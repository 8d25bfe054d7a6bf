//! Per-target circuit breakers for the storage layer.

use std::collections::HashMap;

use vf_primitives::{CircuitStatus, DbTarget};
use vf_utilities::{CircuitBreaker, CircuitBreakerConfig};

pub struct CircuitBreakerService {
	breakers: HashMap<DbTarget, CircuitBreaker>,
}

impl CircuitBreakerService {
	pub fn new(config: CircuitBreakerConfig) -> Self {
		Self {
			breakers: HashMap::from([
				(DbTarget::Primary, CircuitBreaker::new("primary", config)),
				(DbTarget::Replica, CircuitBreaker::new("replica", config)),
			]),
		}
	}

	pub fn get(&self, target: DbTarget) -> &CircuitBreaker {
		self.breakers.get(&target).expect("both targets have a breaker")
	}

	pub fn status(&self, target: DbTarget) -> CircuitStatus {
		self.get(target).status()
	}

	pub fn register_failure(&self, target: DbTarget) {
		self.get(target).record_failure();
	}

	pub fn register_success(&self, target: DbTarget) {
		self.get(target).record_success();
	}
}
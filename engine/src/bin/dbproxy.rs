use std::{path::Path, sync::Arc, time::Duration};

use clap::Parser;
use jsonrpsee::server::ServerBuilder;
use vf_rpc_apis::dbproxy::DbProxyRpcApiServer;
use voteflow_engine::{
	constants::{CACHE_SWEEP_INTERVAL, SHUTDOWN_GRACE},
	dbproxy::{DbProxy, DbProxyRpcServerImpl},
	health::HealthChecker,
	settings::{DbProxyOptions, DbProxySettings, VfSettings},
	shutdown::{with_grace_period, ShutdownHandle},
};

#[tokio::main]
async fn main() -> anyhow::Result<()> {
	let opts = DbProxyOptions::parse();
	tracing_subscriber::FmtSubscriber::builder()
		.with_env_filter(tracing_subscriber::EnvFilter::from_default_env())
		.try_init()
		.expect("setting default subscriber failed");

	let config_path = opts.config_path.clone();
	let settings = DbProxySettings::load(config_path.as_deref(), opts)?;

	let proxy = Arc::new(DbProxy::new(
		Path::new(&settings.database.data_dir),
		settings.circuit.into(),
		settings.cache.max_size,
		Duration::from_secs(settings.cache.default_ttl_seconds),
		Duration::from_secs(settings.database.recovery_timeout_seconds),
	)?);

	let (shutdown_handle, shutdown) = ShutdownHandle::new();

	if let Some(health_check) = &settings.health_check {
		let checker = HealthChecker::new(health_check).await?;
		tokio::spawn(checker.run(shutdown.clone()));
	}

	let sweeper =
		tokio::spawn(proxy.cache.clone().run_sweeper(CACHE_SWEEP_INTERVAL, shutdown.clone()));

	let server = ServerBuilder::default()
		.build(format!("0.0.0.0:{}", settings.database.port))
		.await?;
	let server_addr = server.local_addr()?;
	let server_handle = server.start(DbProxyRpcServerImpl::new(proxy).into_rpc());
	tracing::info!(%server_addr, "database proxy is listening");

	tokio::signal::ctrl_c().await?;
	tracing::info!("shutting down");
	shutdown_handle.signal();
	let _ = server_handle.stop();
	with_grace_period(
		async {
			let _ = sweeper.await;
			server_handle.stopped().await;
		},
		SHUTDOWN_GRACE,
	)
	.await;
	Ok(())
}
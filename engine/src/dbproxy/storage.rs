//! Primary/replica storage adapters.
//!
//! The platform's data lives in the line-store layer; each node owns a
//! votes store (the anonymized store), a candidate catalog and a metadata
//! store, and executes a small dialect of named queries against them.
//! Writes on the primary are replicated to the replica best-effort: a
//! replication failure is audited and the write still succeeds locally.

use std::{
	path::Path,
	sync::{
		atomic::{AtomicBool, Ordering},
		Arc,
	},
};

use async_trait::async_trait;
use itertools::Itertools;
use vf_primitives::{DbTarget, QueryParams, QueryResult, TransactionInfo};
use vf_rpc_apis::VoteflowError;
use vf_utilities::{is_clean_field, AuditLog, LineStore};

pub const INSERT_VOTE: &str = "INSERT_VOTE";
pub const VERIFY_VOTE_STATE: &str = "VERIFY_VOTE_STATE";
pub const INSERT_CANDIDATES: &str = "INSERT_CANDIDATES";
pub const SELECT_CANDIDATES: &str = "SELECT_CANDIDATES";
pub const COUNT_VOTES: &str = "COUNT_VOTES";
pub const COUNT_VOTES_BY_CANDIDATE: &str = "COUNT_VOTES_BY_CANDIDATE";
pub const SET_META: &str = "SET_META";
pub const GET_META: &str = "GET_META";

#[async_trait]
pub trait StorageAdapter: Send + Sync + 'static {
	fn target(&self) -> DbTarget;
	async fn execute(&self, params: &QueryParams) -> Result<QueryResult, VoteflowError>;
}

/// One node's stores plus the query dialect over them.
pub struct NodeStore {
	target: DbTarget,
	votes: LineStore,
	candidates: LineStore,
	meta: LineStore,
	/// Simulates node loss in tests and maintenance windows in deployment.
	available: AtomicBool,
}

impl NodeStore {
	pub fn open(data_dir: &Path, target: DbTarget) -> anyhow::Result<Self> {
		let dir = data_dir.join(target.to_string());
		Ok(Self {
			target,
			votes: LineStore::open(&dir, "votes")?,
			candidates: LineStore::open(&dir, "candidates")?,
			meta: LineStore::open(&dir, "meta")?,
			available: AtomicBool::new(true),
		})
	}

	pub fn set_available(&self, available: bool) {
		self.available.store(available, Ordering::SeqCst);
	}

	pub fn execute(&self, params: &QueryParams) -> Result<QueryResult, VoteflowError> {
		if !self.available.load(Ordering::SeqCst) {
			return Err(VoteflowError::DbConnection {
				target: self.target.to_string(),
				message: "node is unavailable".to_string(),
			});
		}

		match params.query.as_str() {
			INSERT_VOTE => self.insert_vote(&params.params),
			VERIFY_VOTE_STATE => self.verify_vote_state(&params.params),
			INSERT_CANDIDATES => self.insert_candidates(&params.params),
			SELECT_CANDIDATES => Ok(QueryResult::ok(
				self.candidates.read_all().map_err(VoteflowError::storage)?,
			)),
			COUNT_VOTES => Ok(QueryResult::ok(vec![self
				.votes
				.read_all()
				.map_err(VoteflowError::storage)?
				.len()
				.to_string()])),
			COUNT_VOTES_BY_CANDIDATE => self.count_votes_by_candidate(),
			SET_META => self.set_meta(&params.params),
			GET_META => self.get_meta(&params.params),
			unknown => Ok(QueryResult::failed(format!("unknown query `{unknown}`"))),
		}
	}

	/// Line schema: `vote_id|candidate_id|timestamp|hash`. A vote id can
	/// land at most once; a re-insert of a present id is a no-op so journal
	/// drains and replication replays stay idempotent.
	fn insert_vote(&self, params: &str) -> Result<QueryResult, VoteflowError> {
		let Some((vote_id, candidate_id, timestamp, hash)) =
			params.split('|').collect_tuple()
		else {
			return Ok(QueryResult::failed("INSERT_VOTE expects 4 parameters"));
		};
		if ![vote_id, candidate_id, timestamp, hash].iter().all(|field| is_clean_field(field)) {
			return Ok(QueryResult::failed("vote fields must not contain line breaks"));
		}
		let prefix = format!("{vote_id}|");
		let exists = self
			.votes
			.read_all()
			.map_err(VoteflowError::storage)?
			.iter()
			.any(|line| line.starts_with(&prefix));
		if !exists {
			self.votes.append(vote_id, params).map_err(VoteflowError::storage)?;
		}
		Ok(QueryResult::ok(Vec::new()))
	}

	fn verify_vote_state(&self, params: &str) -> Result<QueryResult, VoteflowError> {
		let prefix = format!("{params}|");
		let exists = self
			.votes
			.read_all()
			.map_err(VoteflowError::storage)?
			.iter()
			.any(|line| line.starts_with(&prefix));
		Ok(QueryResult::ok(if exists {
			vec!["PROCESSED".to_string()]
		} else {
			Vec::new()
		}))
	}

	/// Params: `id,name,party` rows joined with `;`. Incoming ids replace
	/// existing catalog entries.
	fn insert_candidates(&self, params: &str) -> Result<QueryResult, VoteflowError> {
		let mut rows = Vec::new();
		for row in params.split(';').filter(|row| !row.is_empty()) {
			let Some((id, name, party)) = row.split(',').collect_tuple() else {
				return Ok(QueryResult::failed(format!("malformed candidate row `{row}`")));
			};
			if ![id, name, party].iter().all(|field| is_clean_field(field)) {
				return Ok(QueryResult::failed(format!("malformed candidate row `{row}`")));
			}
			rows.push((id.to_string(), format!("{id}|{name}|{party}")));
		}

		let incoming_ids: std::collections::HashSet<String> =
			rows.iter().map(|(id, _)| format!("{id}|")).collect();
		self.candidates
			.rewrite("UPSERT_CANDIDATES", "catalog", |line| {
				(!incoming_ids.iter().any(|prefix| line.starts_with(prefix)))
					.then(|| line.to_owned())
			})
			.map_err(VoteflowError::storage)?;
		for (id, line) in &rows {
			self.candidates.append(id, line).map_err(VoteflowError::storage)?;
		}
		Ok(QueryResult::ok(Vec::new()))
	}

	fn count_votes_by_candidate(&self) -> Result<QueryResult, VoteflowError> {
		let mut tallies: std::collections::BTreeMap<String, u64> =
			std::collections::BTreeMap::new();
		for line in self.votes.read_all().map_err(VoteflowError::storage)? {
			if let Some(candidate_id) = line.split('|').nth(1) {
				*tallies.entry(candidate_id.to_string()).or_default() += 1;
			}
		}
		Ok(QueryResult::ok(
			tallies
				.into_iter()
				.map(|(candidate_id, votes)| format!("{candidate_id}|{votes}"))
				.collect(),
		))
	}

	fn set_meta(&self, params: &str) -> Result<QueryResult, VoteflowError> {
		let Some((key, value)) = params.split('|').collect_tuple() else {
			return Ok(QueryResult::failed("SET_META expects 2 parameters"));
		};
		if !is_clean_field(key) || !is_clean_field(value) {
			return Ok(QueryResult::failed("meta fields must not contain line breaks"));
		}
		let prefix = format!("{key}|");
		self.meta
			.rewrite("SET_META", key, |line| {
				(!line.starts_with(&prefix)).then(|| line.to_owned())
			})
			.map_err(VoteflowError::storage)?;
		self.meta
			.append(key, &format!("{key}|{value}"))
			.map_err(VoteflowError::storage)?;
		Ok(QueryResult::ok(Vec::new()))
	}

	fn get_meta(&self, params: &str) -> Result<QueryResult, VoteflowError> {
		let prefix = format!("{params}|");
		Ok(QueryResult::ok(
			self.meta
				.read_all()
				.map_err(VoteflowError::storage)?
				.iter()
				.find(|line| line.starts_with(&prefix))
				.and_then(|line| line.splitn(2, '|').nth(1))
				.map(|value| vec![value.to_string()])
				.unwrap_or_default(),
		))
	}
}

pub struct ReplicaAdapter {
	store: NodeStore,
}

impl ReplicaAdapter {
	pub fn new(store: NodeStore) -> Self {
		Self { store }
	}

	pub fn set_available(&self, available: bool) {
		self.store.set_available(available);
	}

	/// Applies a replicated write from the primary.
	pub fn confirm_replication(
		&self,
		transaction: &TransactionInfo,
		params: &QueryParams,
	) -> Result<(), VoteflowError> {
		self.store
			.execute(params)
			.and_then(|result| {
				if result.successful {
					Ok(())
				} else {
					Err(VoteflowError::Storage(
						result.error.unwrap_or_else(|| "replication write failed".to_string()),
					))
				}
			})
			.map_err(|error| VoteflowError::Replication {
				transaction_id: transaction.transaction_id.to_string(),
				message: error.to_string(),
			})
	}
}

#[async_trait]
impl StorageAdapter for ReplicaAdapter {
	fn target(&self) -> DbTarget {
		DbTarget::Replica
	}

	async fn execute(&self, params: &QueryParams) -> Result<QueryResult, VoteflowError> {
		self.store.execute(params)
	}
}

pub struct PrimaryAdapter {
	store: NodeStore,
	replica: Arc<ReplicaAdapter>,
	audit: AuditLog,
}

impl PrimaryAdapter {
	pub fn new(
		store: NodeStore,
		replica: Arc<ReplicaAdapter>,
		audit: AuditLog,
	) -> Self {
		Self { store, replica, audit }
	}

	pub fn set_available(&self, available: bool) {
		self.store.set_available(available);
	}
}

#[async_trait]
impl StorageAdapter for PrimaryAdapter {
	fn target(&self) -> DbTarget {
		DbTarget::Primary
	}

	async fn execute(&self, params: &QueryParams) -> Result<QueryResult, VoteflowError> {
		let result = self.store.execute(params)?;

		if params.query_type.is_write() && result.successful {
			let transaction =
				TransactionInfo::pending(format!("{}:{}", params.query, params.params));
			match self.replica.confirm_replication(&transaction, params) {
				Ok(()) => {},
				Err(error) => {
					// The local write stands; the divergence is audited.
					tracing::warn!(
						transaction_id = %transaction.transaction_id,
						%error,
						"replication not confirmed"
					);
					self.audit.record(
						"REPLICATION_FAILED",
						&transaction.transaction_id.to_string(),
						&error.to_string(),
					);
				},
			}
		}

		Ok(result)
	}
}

**Problem**
Whenever a line in the records above contains the string "load", copy that line.

**Response area**
	let settings = DbProxySettings::load(config_path.as_deref(), opts)?;
		if !self.available.load(Ordering::SeqCst) {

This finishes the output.